Financial Education and Choice in State Public Pension Systems
As more and more public pension systems are shifting away from a defined benefit only framework, the complexity of the financial decisions facing public employees is increasing. This raises some concerns about the financial literacy of participants and their ability to make informed decisions. While surveys addressing financial education in private plans are available, little is known about what types of education and advice are offered in public plans. This paper fills this gap by presenting new results from the first National Public Pension Plan Financial Education Survey. The paper focuses specifically on primary defined contribution and hybrid plans. The results indicate that some form of education or advice is offered by every surveyed plan and that the sponsoring entity is actively involved in the development of the programs. However, it appears that legal uncertainties related to advice and education may be a problem for a few plans. In addition, more rigorous evaluation methods to test programs are needed. The paper concludes with suggestions for areas of future research.
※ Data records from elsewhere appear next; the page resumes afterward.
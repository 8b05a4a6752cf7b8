//! One-shot tool invocation: run to completion, capture both streams.

use std::io;
use std::path::Path;
use std::process::Stdio;
use std::time::Duration;

use thiserror::Error;
use tokio::io::{AsyncRead, AsyncReadExt};
use tokio::process::Command;
use tokio::task::JoinHandle;

/// How long to wait for the pipe readers after the process has gone away.
/// A grandchild holding the pipes open must not wedge the caller.
const PIPE_DRAIN_GRACE: Duration = Duration::from_secs(2);

#[derive(Error, Debug)]
pub enum RunError {
    #[error("failed to start {program}: {source}")]
    Spawn {
        program: String,
        #[source]
        source: io::Error,
    },

    #[error("{}", exit_description(.code))]
    Exit { code: Option<i32> },

    #[error("timed out after {}s", .0.as_secs_f32())]
    Timeout(Duration),

    #[error("failed waiting for process: {0}")]
    Wait(#[source] io::Error),

    #[error("{0} was not captured")]
    Pipe(&'static str),
}

impl RunError {
    pub fn is_timeout(&self) -> bool {
        matches!(self, RunError::Timeout(_))
    }
}

fn exit_description(code: &Option<i32>) -> String {
    match code {
        Some(code) => format!("exit status {code}"),
        None => "terminated by signal".to_string(),
    }
}

/// Everything a one-shot run produced.
///
/// `stdout`/`stderr` hold whatever was captured even when `error` is set, so
/// callers can still parse partial output after a timeout.
#[derive(Debug, Default)]
pub struct ProcessOutput {
    pub stdout: String,
    pub stderr: String,
    pub error: Option<RunError>,
}

impl ProcessOutput {
    pub fn failed(error: RunError) -> Self {
        Self {
            error: Some(error),
            ..Self::default()
        }
    }

    pub fn success(&self) -> bool {
        self.error.is_none()
    }

    /// Both streams in one block, for narrative logs.
    pub fn combined(&self) -> String {
        format!("Stdout:\n{}\nStderr:\n{}", self.stdout, self.stderr)
    }
}

/// Run `program` with `args` and capture its output.
///
/// With a `timeout`, the process is killed once it elapses and the result
/// carries [`RunError::Timeout`]. Never panics and never returns early
/// without an error set.
pub async fn run(program: &Path, args: &[String], timeout: Option<Duration>) -> ProcessOutput {
    let mut command = Command::new(program);
    command
        .args(args)
        .stdin(Stdio::null())
        .stdout(Stdio::piped())
        .stderr(Stdio::piped())
        .kill_on_drop(true);

    let mut child = match command.spawn() {
        Ok(child) => child,
        Err(source) => {
            return ProcessOutput::failed(RunError::Spawn {
                program: program.display().to_string(),
                source,
            })
        }
    };
    let pid = child.id();
    tracing::debug!(?pid, program = %program.display(), ?args, "tool process started");

    let stdout_task = tokio::spawn(read_pipe(child.stdout.take()));
    let stderr_task = tokio::spawn(read_pipe(child.stderr.take()));

    let waited = match timeout {
        Some(limit) => match tokio::time::timeout(limit, child.wait()).await {
            Ok(result) => result.map_err(RunError::Wait),
            Err(_) => {
                tracing::warn!(?pid, ?limit, "tool process timed out, killing");
                if let Err(e) = child.kill().await {
                    tracing::warn!(?pid, "failed to kill timed-out process: {e}");
                }
                Err(RunError::Timeout(limit))
            }
        },
        None => child.wait().await.map_err(RunError::Wait),
    };

    let stdout = drain(stdout_task, "stdout").await;
    let stderr = drain(stderr_task, "stderr").await;

    let error = match waited {
        Ok(status) if status.success() => None,
        Ok(status) => Some(RunError::Exit {
            code: status.code(),
        }),
        Err(e) => Some(e),
    };
    tracing::debug!(?pid, error = ?error, "tool process finished");

    ProcessOutput {
        stdout,
        stderr,
        error,
    }
}

async fn read_pipe<R: AsyncRead + Unpin>(pipe: Option<R>) -> String {
    let Some(mut pipe) = pipe else {
        return String::new();
    };
    let mut buf = Vec::new();
    if let Err(e) = pipe.read_to_end(&mut buf).await {
        tracing::debug!("pipe read ended early: {e}");
    }
    String::from_utf8_lossy(&buf).into_owned()
}

async fn drain(task: JoinHandle<String>, name: &'static str) -> String {
    let abort = task.abort_handle();
    match tokio::time::timeout(PIPE_DRAIN_GRACE, task).await {
        Ok(Ok(text)) => text,
        Ok(Err(e)) => {
            tracing::warn!(pipe = name, "pipe reader failed: {e}");
            String::new()
        }
        Err(_) => {
            abort.abort();
            tracing::warn!(pipe = name, "pipe still open after process exit, output dropped");
            String::new()
        }
    }
}
#![allow(dead_code)]

use std::net::SocketAddr;
use std::os::unix::fs::PermissionsExt;
use std::path::{Path, PathBuf};
use std::sync::Arc;
use std::time::Duration;

use futures::stream::{SplitSink, SplitStream};
use futures::{SinkExt, StreamExt};
use tokio::net::{TcpListener, TcpStream};
use tokio_tungstenite::{connect_async, tungstenite::Message, MaybeTlsStream, WebSocketStream};
use tokio_util::sync::CancellationToken;

use chiplink::api::{self, AppState, RouterConfig, TransportConfig};
use chiplink::dispatch::{DispatchConfig, Dispatcher};
use chiplink::session::SessionRegistry;
use chiplink::tool::ChipTool;

pub type WsSink = SplitSink<WebSocketStream<MaybeTlsStream<TcpStream>>, Message>;
pub type WsStream = SplitStream<WebSocketStream<MaybeTlsStream<TcpStream>>>;

/// A stand-in for `chip-tool` that answers the invocations the bridge makes
/// with canned transcripts.
pub const FAKE_CHIP_TOOL: &str = r#"#!/bin/sh
case "$1 $2" in
  "--version ")
    echo "chip-tool fake 1.0"
    ;;
  "discover commissionables")
    echo "[1700000000.100] [11:12] [DIS] Discovered commissionable/commissioner node:"
    echo "[1700000000.100] [11:12] [DIS]    Hostname: 0E6A9B1C2D3E4F50"
    echo "[1700000000.100] [11:12] [DIS]    IP Address #1: fe80::1"
    echo "[1700000000.100] [11:12] [DIS]    Port: 5540"
    echo "[1700000000.100] [11:12] [DIS]    Vendor ID: 65521"
    echo "[1700000000.100] [11:12] [DIS]    Product ID: 32769"
    echo "[1700000000.100] [11:12] [DIS]    Long Discriminator: 3840"
    echo "[1700000000.100] [11:12] [DIS]    Commissioning Mode: 1"
    echo "[1700000000.100] [11:12] [DIS]    Instance Name: 5A1B2C3D4E5F6071"
    echo "[1700000000.200] [11:12] [DIS] Discovered commissionable/commissioner node:"
    echo "[1700000000.200] [11:12] [DIS]    Vendor ID: 4447"
    echo "[1700000000.200] [11:12] [DIS]    Product ID: 1"
    echo "[1700000000.200] [11:12] [DIS]    Long Discriminator: 1234"
    echo "[1700000000.200] [11:12] [DIS]    Commissioning Mode: 2"
    ;;
  "onoff on"|"onoff off"|"onoff toggle")
    echo "[1700000001.000] [11:12] [DMG] Received Command Response Status for Endpoint=$4 Cluster=0x0000_0006 Status=0x0"
    ;;
  "onoff read")
    echo "[1700000001.100] [11:12] [TOO] Endpoint: $5 Cluster: 0x0000_0006 Attribute 0x0000_0000 DataVersion: 1"
    echo "[1700000001.100] [11:12] [TOO]   Value = true"
    ;;
  "onoff subscribe")
    echo $$ > "$(dirname "$0")/subscribe.pid"
    echo "[1700000002.000] [11:12] [DMG] ReportDataMessage ="
    echo "[1700000002.000] [11:12] [DMG] {"
    echo "[1700000002.000] [11:12] [DMG]     Data = false (BOOLEAN),"
    echo "[1700000002.000] [11:12] [DMG] }"
    exec sleep 30
    ;;
  "levelcontrol movetolevel")
    echo "CHIP Error 0x00000032: Timeout" >&2
    ;;
  *)
    echo "Error: unsupported invocation: $*" >&2
    exit 1
    ;;
esac
"#;

/// Write the fake tool into `dir` and make it executable.
pub fn install_fake_tool(dir: &Path) -> PathBuf {
    let path = dir.join("chip-tool");
    std::fs::write(&path, FAKE_CHIP_TOOL).expect("write fake chip-tool");
    std::fs::set_permissions(&path, std::fs::Permissions::from_mode(0o755))
        .expect("chmod fake chip-tool");
    path
}

pub struct TestServer {
    pub addr: SocketAddr,
    pub sessions: SessionRegistry,
    pub shutdown: CancellationToken,
    /// Holds the fake tool; dropped with the server.
    pub dir: tempfile::TempDir,
}

impl TestServer {
    pub fn ws_url(&self) -> String {
        format!("ws://{}/ws", self.addr)
    }

    pub fn http_url(&self, path: &str) -> String {
        format!("http://{}{}", self.addr, path)
    }

    /// Pid of the last `subscribe` the fake tool served.
    pub fn subscribe_pid(&self) -> Option<u32> {
        std::fs::read_to_string(self.dir.path().join("subscribe.pid"))
            .ok()?
            .trim()
            .parse()
            .ok()
    }
}

pub async fn start_server() -> TestServer {
    start_server_with_limit(None).await
}

pub async fn start_server_with_limit(max_sessions: Option<usize>) -> TestServer {
    let dir = tempfile::tempdir().expect("tempdir");
    let tool = ChipTool::new(install_fake_tool(dir.path()));

    let shutdown = CancellationToken::new();
    let sessions = SessionRegistry::with_limits(shutdown.clone(), 64, max_sessions);
    let config = DispatchConfig {
        discovery_timeout: Duration::from_secs(5),
        command_timeout: Some(Duration::from_secs(5)),
        ..DispatchConfig::default()
    };
    let state = AppState {
        sessions: sessions.clone(),
        dispatcher: Arc::new(Dispatcher::new(Arc::new(tool), config)),
        transport: TransportConfig::default(),
        shutdown: shutdown.clone(),
    };
    let app = api::router(state, RouterConfig::default());

    let listener = TcpListener::bind("127.0.0.1:0").await.unwrap();
    let addr = listener.local_addr().unwrap();
    let stopped = shutdown.clone();
    tokio::spawn(async move {
        axum::serve(listener, app)
            .with_graceful_shutdown(async move { stopped.cancelled().await })
            .await
            .unwrap();
    });
    tokio::time::sleep(Duration::from_millis(50)).await;

    TestServer {
        addr,
        sessions,
        shutdown,
        dir,
    }
}

pub async fn connect(server: &TestServer) -> (WsSink, WsStream) {
    let (ws, _) = connect_async(server.ws_url()).await.expect("connect");
    ws.split()
}

pub async fn send_json(tx: &mut WsSink, value: serde_json::Value) {
    tx.send(Message::Text(value.to_string().into())).await.unwrap();
}

/// Receive the next text frame as JSON, skipping control frames.
pub async fn recv_json(rx: &mut WsStream) -> serde_json::Value {
    loop {
        let msg = tokio::time::timeout(Duration::from_secs(5), rx.next())
            .await
            .expect("timeout waiting for message")
            .expect("stream ended")
            .expect("ws error");
        match msg {
            Message::Text(text) => return serde_json::from_str(&text).expect("invalid JSON"),
            Message::Ping(_) | Message::Pong(_) => continue,
            other => panic!("expected text message, got {:?}", other),
        }
    }
}

/// Receive frames until one of type `kind` arrives, returning it.
pub async fn recv_type(rx: &mut WsStream, kind: &str) -> serde_json::Value {
    loop {
        let frame = recv_json(rx).await;
        if frame["type"] == kind {
            return frame;
        }
    }
}

/// Receive frames for `window`, returning all of them.
pub async fn collect_for(rx: &mut WsStream, window: Duration) -> Vec<serde_json::Value> {
    let mut frames = Vec::new();
    let deadline = tokio::time::Instant::now() + window;
    while let Ok(Some(Ok(msg))) = tokio::time::timeout_at(deadline, rx.next()).await {
        if let Message::Text(text) = msg {
            frames.push(serde_json::from_str(&text).expect("invalid JSON"));
        }
    }
    frames
}

/// Poll `check` until it holds or two seconds pass.
pub async fn eventually(mut check: impl FnMut() -> bool) -> bool {
    for _ in 0..100 {
        if check() {
            return true;
        }
        tokio::time::sleep(Duration::from_millis(20)).await;
    }
    check()
}

/// Whether `pid` names a process that exists and is not a zombie.
#[cfg(target_os = "linux")]
pub fn process_alive(pid: u32) -> bool {
    match std::fs::read_to_string(format!("/proc/{pid}/stat")) {
        Ok(stat) => stat
            .rsplit_once(") ")
            .and_then(|(_, rest)| rest.chars().next())
            .is_some_and(|state| state != 'Z'),
        Err(_) => false,
    }
}
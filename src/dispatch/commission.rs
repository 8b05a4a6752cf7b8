use std::sync::Arc;

use super::read::AttributeTarget;
use super::Dispatcher;
use crate::parser::{parse_pairing_output, parse_parts_list, PairingResult};
use crate::protocol::{CommissionRequest, CommissioningOutcome, LogCategory, OutboundEvent};
use crate::session::Session;

impl Dispatcher {
    pub(super) async fn commission(self: &Arc<Self>, session: &Session, req: CommissionRequest) {
        let discriminator = req.discriminator.as_str();
        if req.setup_code.is_empty() || discriminator.is_empty() {
            let message = "Missing discriminator or setupCode for commissioning.";
            session.send_log(LogCategory::Commissioning, message);
            session.send(OutboundEvent::CommissioningStatus(CommissioningOutcome::failed(
                message,
                discriminator,
            )));
            return;
        }

        let node_id = if req.node_id_to_assign.is_empty() {
            self.config.commissioning_node_id.clone()
        } else {
            req.node_id_to_assign.clone()
        };
        session.send_log(
            LogCategory::Commissioning,
            format!("Starting commissioning for discriminator {discriminator}, proposed Node ID {node_id}"),
        );

        let args = vec![
            "pairing".to_string(),
            "ble-discriminator".to_string(),
            discriminator.to_string(),
            req.setup_code.clone(),
            node_id.clone(),
        ];
        session.send_log(
            LogCategory::Commissioning,
            format!("Executing: {}", self.tool.describe(&args)),
        );

        let output = self.tool.run(args, self.config.command_timeout).await;
        let combined = output.combined();
        tracing::debug!(discriminator, "{combined}");
        session.send_log(
            LogCategory::Commissioning,
            format!("Commissioning command output:\n{combined}"),
        );

        if let Some(err) = &output.error {
            tracing::warn!(discriminator, "commissioning failed: {err}");
            let mut outcome =
                CommissioningOutcome::failed(format!("Error commissioning device: {err}"), discriminator);
            outcome.details = Some(combined);
            session.send(OutboundEvent::CommissioningStatus(outcome));
            return;
        }

        let (assigned, details) = match parse_pairing_output(&output.stdout) {
            PairingResult::Commissioned { node_id } => {
                (node_id, "Device commissioned successfully.".to_string())
            }
            PairingResult::ReportedSuccess => (
                node_id,
                "Commissioning reported success; node id taken from the request.".to_string(),
            ),
            PairingResult::Unclear => {
                let mut outcome = CommissioningOutcome::failed(
                    "Commissioning finished, but success or node id unclear. Check logs.",
                    discriminator,
                );
                outcome.details = Some(combined);
                session.send(OutboundEvent::CommissioningStatus(outcome));
                return;
            }
        };

        let endpoint_id = self.resolve_endpoint(session, &assigned).await;
        tracing::info!(discriminator, node = %assigned, endpoint = %endpoint_id, "device commissioned");
        session.send(OutboundEvent::CommissioningStatus(CommissioningOutcome {
            success: true,
            node_id: Some(assigned.clone()),
            endpoint_id: Some(endpoint_id),
            details: Some(details),
            error: None,
            correlation_discriminator: Some(discriminator.to_string()),
        }));

        self.spawn_read(
            session,
            AttributeTarget {
                node_id: assigned,
                endpoint_id: "0".to_string(),
                cluster: "BasicInformation".to_string(),
                attribute: "NodeLabel".to_string(),
            },
            LogCategory::Commissioning,
        );
    }

    /// First application endpoint from the root descriptor's parts list, or
    /// the configured default when it cannot be determined.
    async fn resolve_endpoint(&self, session: &Session, node_id: &str) -> String {
        let args = vec![
            "descriptor".to_string(),
            "read".to_string(),
            "parts-list".to_string(),
            node_id.to_string(),
            "0".to_string(),
        ];
        let output = self.tool.run(args, self.config.command_timeout).await;
        if let Some(err) = &output.error {
            session.send_log(
                LogCategory::Commissioning,
                format!(
                    "Could not read endpoints of Node {node_id} ({err}); using endpoint {}",
                    self.config.default_endpoint
                ),
            );
            return self.config.default_endpoint.clone();
        }
        match parse_parts_list(&output.stdout).first() {
            Some(endpoint) => endpoint.to_string(),
            None => self.config.default_endpoint.clone(),
        }
    }
}
//! Attribute values recovered from one-shot `read` invocations.

use std::fmt;
use std::sync::LazyLock;

use regex::Regex;
use serde::{Serialize, Serializer};

use super::ansi::strip_control;

/// Prefix carried by values that could not be parsed out of the tool output.
pub const RAW_PREFIX: &str = "Raw: ";

static VALUE_LINE: LazyLock<Regex> =
    LazyLock::new(|| Regex::new(r"\bValue = (.*)$").expect("value pattern is valid"));

/// A dynamically typed attribute value.
///
/// The concrete variant is decided per line from what the tool printed, not
/// declared ahead of time. [`AttributeValue::Raw`] wraps tool output that held
/// no recognisable value and serializes with the [`RAW_PREFIX`] sentinel so
/// clients can tell a parse failure from a genuine string attribute.
#[derive(Debug, Clone, PartialEq)]
pub enum AttributeValue {
    Bool(bool),
    Int(i64),
    Float(f64),
    Text(String),
    Raw(String),
}

impl AttributeValue {
    /// Interpret a trimmed value in priority order: boolean, integer, float,
    /// quoted string, bare string.
    pub fn interpret(text: &str) -> Self {
        let text = text.trim();
        if let Some(b) = parse_bool(text) {
            return AttributeValue::Bool(b);
        }
        if let Ok(i) = text.parse::<i64>() {
            return AttributeValue::Int(i);
        }
        if let Some(f) = parse_finite_float(text) {
            return AttributeValue::Float(f);
        }
        AttributeValue::Text(unquote(text).to_string())
    }

    pub fn is_raw(&self) -> bool {
        matches!(self, AttributeValue::Raw(_))
    }
}

impl fmt::Display for AttributeValue {
    fn fmt(&self, f: &mut fmt::Formatter<'_>) -> fmt::Result {
        match self {
            AttributeValue::Bool(b) => write!(f, "{b}"),
            AttributeValue::Int(i) => write!(f, "{i}"),
            AttributeValue::Float(x) => write!(f, "{x}"),
            AttributeValue::Text(s) => f.write_str(s),
            AttributeValue::Raw(s) => write!(f, "{RAW_PREFIX}{s}"),
        }
    }
}

impl Serialize for AttributeValue {
    fn serialize<S: Serializer>(&self, serializer: S) -> Result<S::Ok, S::Error> {
        match self {
            AttributeValue::Bool(b) => serializer.serialize_bool(*b),
            AttributeValue::Int(i) => serializer.serialize_i64(*i),
            AttributeValue::Float(x) => serializer.serialize_f64(*x),
            AttributeValue::Text(s) => serializer.serialize_str(s),
            AttributeValue::Raw(_) => serializer.collect_str(self),
        }
    }
}

/// Extract the attribute value from the captured stdout of a `read`.
///
/// Never fails: when no `Value = ...` line exists, the whole stdout comes
/// back as [`AttributeValue::Raw`].
pub fn parse_read_output(stdout: &str) -> AttributeValue {
    for line in stdout.lines() {
        let clean = strip_control(line);
        if let Some(caps) = VALUE_LINE.captures(&clean) {
            return AttributeValue::interpret(&caps[1]);
        }
    }
    AttributeValue::Raw(stdout.to_string())
}

pub(crate) fn parse_bool(text: &str) -> Option<bool> {
    if text.eq_ignore_ascii_case("true") {
        Some(true)
    } else if text.eq_ignore_ascii_case("false") {
        Some(false)
    } else {
        None
    }
}

/// `f64::from_str` accepts `inf` and `NaN`, neither of which survive JSON.
pub(crate) fn parse_finite_float(text: &str) -> Option<f64> {
    text.parse::<f64>().ok().filter(|f| f.is_finite())
}

pub(crate) fn unquote(text: &str) -> &str {
    text.strip_prefix('"')
        .and_then(|rest| rest.strip_suffix('"'))
        .unwrap_or(text)
}
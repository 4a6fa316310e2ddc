/// Addressing suffix of individual WhatsApp users.
pub const WHATSAPP_USER_SUFFIX: &str = "@c.us";

/// Turns a free-form phone number into a chat id.
///
/// Every non-digit character is dropped (including a suffix the caller may
/// already have added) and the suffix is appended exactly once. Returns
/// `None` when no digits remain.
pub fn normalize_recipient(to: &str) -> Option<String> {
    let digits: String = to
        .chars()
        .filter(char::is_ascii_digit)
        .collect();

    if digits.is_empty() {
        return None;
    }
    Some(format!("{}{}", digits, WHATSAPP_USER_SUFFIX))
}
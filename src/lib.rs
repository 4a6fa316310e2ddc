pub mod client_management;
pub mod configuration;
pub mod controller;
pub mod error_handling;
pub mod messaging;
pub mod session_management;
pub mod storage;
pub mod web_interface;
/// POST /api/profiles/:id/send-bulk
pub fn send_bulk_route(state: AppState) -> impl Filter<Extract = impl Reply, Error = Rejection> + Clone {
    warp::path!("api" / "profiles" / ProfileId / "send-bulk")
        .and(warp::post())
        .and(with_user(state.auth.clone()))
        .and(warp::body::json())
        .and_then(move |id: ProfileId, user: UserId, body: BulkSendRequest| {
            let state = state.clone();
            async move {
                let result = match state.orchestrator.authorize(user, id) {
                    Ok(_) => {
                        let delay = Duration::from_secs(body.delay_secs.unwrap_or(0));
                        state
                            .orchestrator
                            .send_bulk(id, &body.messages, body.template.as_deref(), delay)
                            .await
                    }
                    Err(e) => Err(e),
                };
                let res = match result {
                    Ok(report) => json_reply(&report, StatusCode::OK),
                    Err(e) => session_error_reply(e),
                };
                Ok::<_, Rejection>(res)
            }
        })
}

/// GET /api/sessions
pub fn list_sessions_route(state: AppState) -> impl Filter<Extract = impl Reply, Error = Rejection> + Clone {
    warp::path!("api" / "sessions")
        .and(warp::get())
        .and(with_user(state.auth.clone()))
        .and_then(move |user: UserId| {
            let state = state.clone();
            async move {
                let res = match state.orchestrator.sessions_for(user) {
                    Ok(sessions) => json_reply(&sessions, StatusCode::OK),
                    Err(e) => session_error_reply(e),
                };
                Ok::<_, Rejection>(res)
            }
        })
}

/// GET /api/settings
pub fn get_settings_route(state: AppState) -> impl Filter<Extract = impl Reply, Error = Rejection> + Clone {
    warp::path!("api" / "settings")
        .and(warp::get())
        .and(with_user(state.auth.clone()))
        .and_then(move |user: UserId| {
            let state = state.clone();
            async move {
                let settings = match state.storage.get_settings(user) {
                    Ok(Some(settings)) => Ok(settings),
                    Ok(None) => {
                        info!("Creating default settings for user {}", user);
                        state.storage.create_settings(NewSettings::defaults_for(user))
                    }
                    Err(e) => Err(e),
                };
                let res = match settings {
                    Ok(settings) => json_reply(&SettingsResponse::from(settings), StatusCode::OK),
                    Err(e) => session_error_reply(e.into()),
                };
                Ok::<_, Rejection>(res)
            }
        })
}

/// PATCH /api/settings/:id
pub fn update_settings_route(state: AppState) -> impl Filter<Extract = impl Reply, Error = Rejection> + Clone {
    warp::path!("api" / "settings" / u64)
        .and(warp::patch())
        .and(with_user(state.auth.clone()))
        .and(warp::body::json())
        .and_then(move |id: u64, user: UserId, body: SettingsUpdate| {
            let state = state.clone();
            async move {
                let res = match state.storage.get_settings(user) {
                    Ok(Some(settings)) if settings.id == id => {
                        match state.storage.update_settings(id, body) {
                            Ok(updated) => json_reply(&SettingsResponse::from(updated), StatusCode::OK),
                            Err(e) => session_error_reply(e.into()),
                        }
                    }
                    Ok(_) => error_reply(StatusCode::NOT_FOUND, "Settings not found"),
                    Err(e) => session_error_reply(e.into()),
                };
                Ok::<_, Rejection>(res)
            }
        })
}

#[derive(Serialize)]
struct InitAllResponse {
    message: String,
    #[serde(flatten)]
    report: BulkInitReport,
}

/// GET /api/initialize-all-profiles
pub fn initialize_all_route(state: AppState) -> impl Filter<Extract = impl Reply, Error = Rejection> + Clone {
    warp::path!("api" / "initialize-all-profiles")
        .and(warp::get())
        .and(with_user(state.auth.clone()))
        .and_then(move |user: UserId| {
            let state = state.clone();
            async move {
                let res = match state.orchestrator.initialize_all_saved(user).await {
                    Ok(report) => json_reply(
                        &InitAllResponse {
                            message: "Initializing all saved profiles".to_string(),
                            report,
                        },
                        StatusCode::OK,
                    ),
                    Err(e) => session_error_reply(e),
                };
                Ok::<_, Rejection>(res)
            }
        })
}

fn escape_html(text: &str) -> String {
    let mut out = String::with_capacity(text.len());
    for c in text.chars() {
        match c {
            '&' => out.push_str("&amp;"),
            '<' => out.push_str("&lt;"),
            '>' => out.push_str("&gt;"),
            '"' => out.push_str("&quot;"),
            '\'' => out.push_str("&#39;"),
            c => out.push(c),
        }
    }
    out
}

fn html_page(status: StatusCode, title: &str, lines: &[String]) -> Response {
    let body: String = lines
        .iter()
        .map(|line| format!("<p>{}</p>", escape_html(line)))
        .collect();
    let html = format!(
        "<html><head><title>{title}</title></head><body><h1>{title}</h1>{body}</body></html>",
        title = escape_html(title),
        body = body
    );
    reply::with_status(reply::html(html), status).into_response()
}

/// Serves `/send` for the primary account: the first registered user, whose
/// settings hold the optional basic credentials.
async fn send_page(state: &AppState, query: SendQuery) -> Response {
    let (Some(from), Some(to), Some(message)) = (
        non_empty(query.from),
        non_empty(query.to),
        non_empty(query.message),
    ) else {
        return html_page(
            StatusCode::BAD_REQUEST,
            "Error: Missing Parameters",
            &[
                "Required parameters: from, to, message".to_string(),
                "Optional parameters: user, pass (if authentication is enabled)".to_string(),
            ],
        );
    };

    let owner = match state.storage.list_users() {
        Ok(users) => users.into_iter().next(),
        Err(e) => {
            error!("Cannot list users for /send: {}", e);
            return html_page(StatusCode::INTERNAL_SERVER_ERROR, "Error", &[e.to_string()]);
        }
    };
    let Some(owner) = owner else {
        return html_page(
            StatusCode::NOT_FOUND,
            "Profile Not Found",
            &[format!("No profile found with label: {}", from)],
        );
    };

    match state.storage.get_settings(owner.id) {
        Ok(Some(settings)) if settings.requires_credentials() => {
            let accepted = query.user.is_some()
                && query.pass.is_some()
                && query.user == settings.username
                && query.pass == settings.password;
            if !accepted {
                warn!("Rejected /send request with bad credentials");
                return html_page(
                    StatusCode::UNAUTHORIZED,
                    "Authentication Error",
                    &["Invalid username or password".to_string()],
                );
            }
        }
        Ok(_) => {}
        Err(e) => {
            return html_page(StatusCode::INTERNAL_SERVER_ERROR, "Error", &[e.to_string()]);
        }
    }

    let profile = match state.storage.get_profile_by_label(&from, owner.id) {
        Ok(Some(profile)) => profile,
        Ok(None) => {
            return html_page(
                StatusCode::NOT_FOUND,
                "Profile Not Found",
                &[format!("No profile found with label: {}", from)],
            )
        }
        Err(e) => {
            return html_page(StatusCode::INTERNAL_SERVER_ERROR, "Error", &[e.to_string()]);
        }
    };

    match state.orchestrator.send_message(profile.id, &to, &message).await {
        Ok(receipt) => html_page(
            StatusCode::OK,
            "Message Sent Successfully",
            &[
                format!("From: {}", from),
                format!("To: {}", to),
                format!("Message ID: {}", receipt.message_id),
            ],
        ),
        Err(e) => html_page(status_for(&e), "Error Sending Message", &[e.to_string()]),
    }
}

/// GET /send?from&to&message&user&pass
pub fn send_page_route(state: AppState) -> impl Filter<Extract = impl Reply, Error = Rejection> + Clone {
    warp::path!("send")
        .and(warp::get())
        .and(warp::query::<SendQuery>())
        .and_then(move |query: SendQuery| {
            let state = state.clone();
            async move { Ok::<_, Rejection>(send_page(&state, query).await) }
        })
}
We acknowledge and are grateful for generous financial support from the National Bureau of Economic Research. In addition, we are grateful to several individuals who helped us with our data collection by sharing their connections or offering their insight to us about financial education in retirement plans and the public pension market. They include Alicia Munnell, Robert Clark, Keith Brainard, Deborah Dupont, Gay Lynn Bath, Julia Durand, Alison Salka, Donna Blatecky, Wendy Young Carter, Walter Kelleher, Mark Warshawsky, Michael Jurs and Olivia Mitchell. We are also indebted to the many public plan providers who completed our survey and responded to our follow up questions. We regret that we cannot thank them by name but we want to ensure that we maintain their anonymity. We are very appreciative of their time and their enthusiastic support of this research effort. Some of this research was conducted while Dr. Agnew was a Senior Visiting Fellow in 2012 at the Australian School of Business at the University of New South Wales in Sydney, Australia. The views expressed herein are those of the authors and do not necessarily reflect the views of the National Bureau of Economic Research.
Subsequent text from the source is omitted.